(Collected data entries)

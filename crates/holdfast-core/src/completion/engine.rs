//! Optimistic toggle of "done today" with rollback.
//!
//! A toggle flips the mirror synchronously, then awaits the remote write.
//! The lock is only held between suspension points, so rapid toggles issued
//! before earlier writes answer each read the mirror as last written.

use std::collections::BTreeMap;
use std::sync::{Arc, Mutex, MutexGuard, PoisonError};

use super::mirror::{rebuild, reconcile, CompletionMirror, PendingChange, RemoteOutcome};
use crate::error::RemoteError;
use crate::remote::HabitStore;
use crate::task::{Task, TaskId};

/// How a toggle settled.
#[derive(Debug, Clone, PartialEq, Eq)]
pub enum ToggleOutcome {
    Confirmed { task_id: TaskId, done: bool },
    RolledBack {
        task_id: TaskId,
        /// Membership after the rollback.
        done: bool,
        error: RemoteError,
    },
}

#[derive(Debug, Default)]
struct SyncState {
    mirror: CompletionMirror,
    in_flight: BTreeMap<u64, PendingChange>,
    next_seq: u64,
    tasks: Vec<Task>,
}

pub struct CompletionSyncEngine {
    store: Arc<dyn HabitStore>,
    state: Mutex<SyncState>,
}

impl CompletionSyncEngine {
    pub fn new(store: Arc<dyn HabitStore>) -> Self {
        Self {
            store,
            state: Mutex::new(SyncState::default()),
        }
    }

    fn lock(&self) -> MutexGuard<'_, SyncState> {
        self.state.lock().unwrap_or_else(PoisonError::into_inner)
    }

    // ── Queries ──────────────────────────────────────────────────────

    pub fn is_done(&self, task_id: &TaskId) -> bool {
        self.lock().mirror.is_done(task_id)
    }

    /// Snapshot of the mirror. Read-only for callers.
    pub fn mirror(&self) -> CompletionMirror {
        self.lock().mirror.clone()
    }

    pub fn tasks(&self) -> Vec<Task> {
        self.lock().tasks.clone()
    }

    pub fn title_of(&self, task_id: &TaskId) -> Option<String> {
        self.lock()
            .tasks
            .iter()
            .find(|t| &t.id == task_id)
            .map(|t| t.title.clone())
    }

    pub fn in_flight(&self) -> usize {
        self.lock().in_flight.len()
    }

    // ── Synchronous halves ───────────────────────────────────────────

    /// Flip membership now and record the intent.
    pub fn begin_toggle(&self, task_id: &TaskId) -> PendingChange {
        let mut state = self.lock();
        let next = !state.mirror.is_done(task_id);
        Self::begin_locked(&mut state, task_id, next)
    }

    /// Set membership to done now, whatever it was.
    pub fn begin_mark_done(&self, task_id: &TaskId) -> PendingChange {
        let mut state = self.lock();
        Self::begin_locked(&mut state, task_id, true)
    }

    fn begin_locked(state: &mut SyncState, task_id: &TaskId, next: bool) -> PendingChange {
        state.next_seq += 1;
        let previous = state.mirror.set(task_id, next);
        let change = PendingChange {
            seq: state.next_seq,
            task_id: task_id.clone(),
            previous,
            next,
        };
        state.in_flight.insert(change.seq, change.clone());
        change
    }

    /// Settle a flip once its write has answered.
    pub fn finish(&self, change: &PendingChange, result: Result<(), RemoteError>) -> ToggleOutcome {
        let mut guard = self.lock();
        let state = &mut *guard;
        // The recorded copy may carry a previous value handed down by an
        // earlier failed flip.
        let change = state
            .in_flight
            .remove(&change.seq)
            .unwrap_or_else(|| change.clone());

        let outcome = match &result {
            Ok(()) => RemoteOutcome::Confirmed,
            Err(_) => RemoteOutcome::Failed,
        };
        let successor = state
            .in_flight
            .range_mut(change.seq + 1..)
            .map(|(_, later)| later)
            .find(|later| later.task_id == change.task_id);
        state.mirror = reconcile(&state.mirror, &change, successor, outcome);

        match result {
            Ok(()) => ToggleOutcome::Confirmed {
                task_id: change.task_id.clone(),
                done: change.next,
            },
            Err(error) => {
                tracing::warn!(
                    task = %change.task_id,
                    restored = change.previous,
                    %error,
                    "completion write failed, rolled back"
                );
                ToggleOutcome::RolledBack {
                    task_id: change.task_id.clone(),
                    done: state.mirror.is_done(&change.task_id),
                    error,
                }
            }
        }
    }

    // ── Remote round-trips ───────────────────────────────────────────

    async fn write(&self, change: &PendingChange) -> Result<(), RemoteError> {
        if change.next {
            let record = self.store.insert_completion(&change.task_id).await?;
            tracing::debug!(task = %change.task_id, record = %record.id, "completion inserted");
        } else {
            let removed = self.store.delete_today(&change.task_id).await?;
            tracing::debug!(task = %change.task_id, removed, "completions deleted");
        }
        Ok(())
    }

    async fn settle(&self, change: PendingChange) -> ToggleOutcome {
        let result = self.write(&change).await;
        let outcome = self.finish(&change, result);
        if matches!(outcome, ToggleOutcome::Confirmed { .. }) {
            if let Err(err) = self.refresh().await {
                tracing::warn!(error = %err, "refetch after completion write failed");
            }
        }
        outcome
    }

    /// Flip "done today" for `task_id`. No automatic retry.
    pub async fn toggle(&self, task_id: &TaskId) -> ToggleOutcome {
        let change = self.begin_toggle(task_id);
        self.settle(change).await
    }

    /// Commit path used by a completed hold. Inserts unconditionally.
    pub async fn mark_done(&self, task_id: &TaskId) -> ToggleOutcome {
        let change = self.begin_mark_done(task_id);
        self.settle(change).await
    }

    /// Refetch the task list and rebuild the mirror from it.
    pub async fn refresh(&self) -> Result<Vec<Task>, RemoteError> {
        let tasks = self.store.fetch_tasks().await?;
        let mut state = self.lock();
        state.mirror = rebuild(&tasks, state.in_flight.values());
        state.tasks = tasks.clone();
        Ok(tasks)
    }
}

• [Exercise instructions]: Lines holding the word "after" are the answer; copy every one from the records above.

• [Output for this task]:
        /// Membership after the rollback.
                tracing::warn!(error = %err, "refetch after completion write failed");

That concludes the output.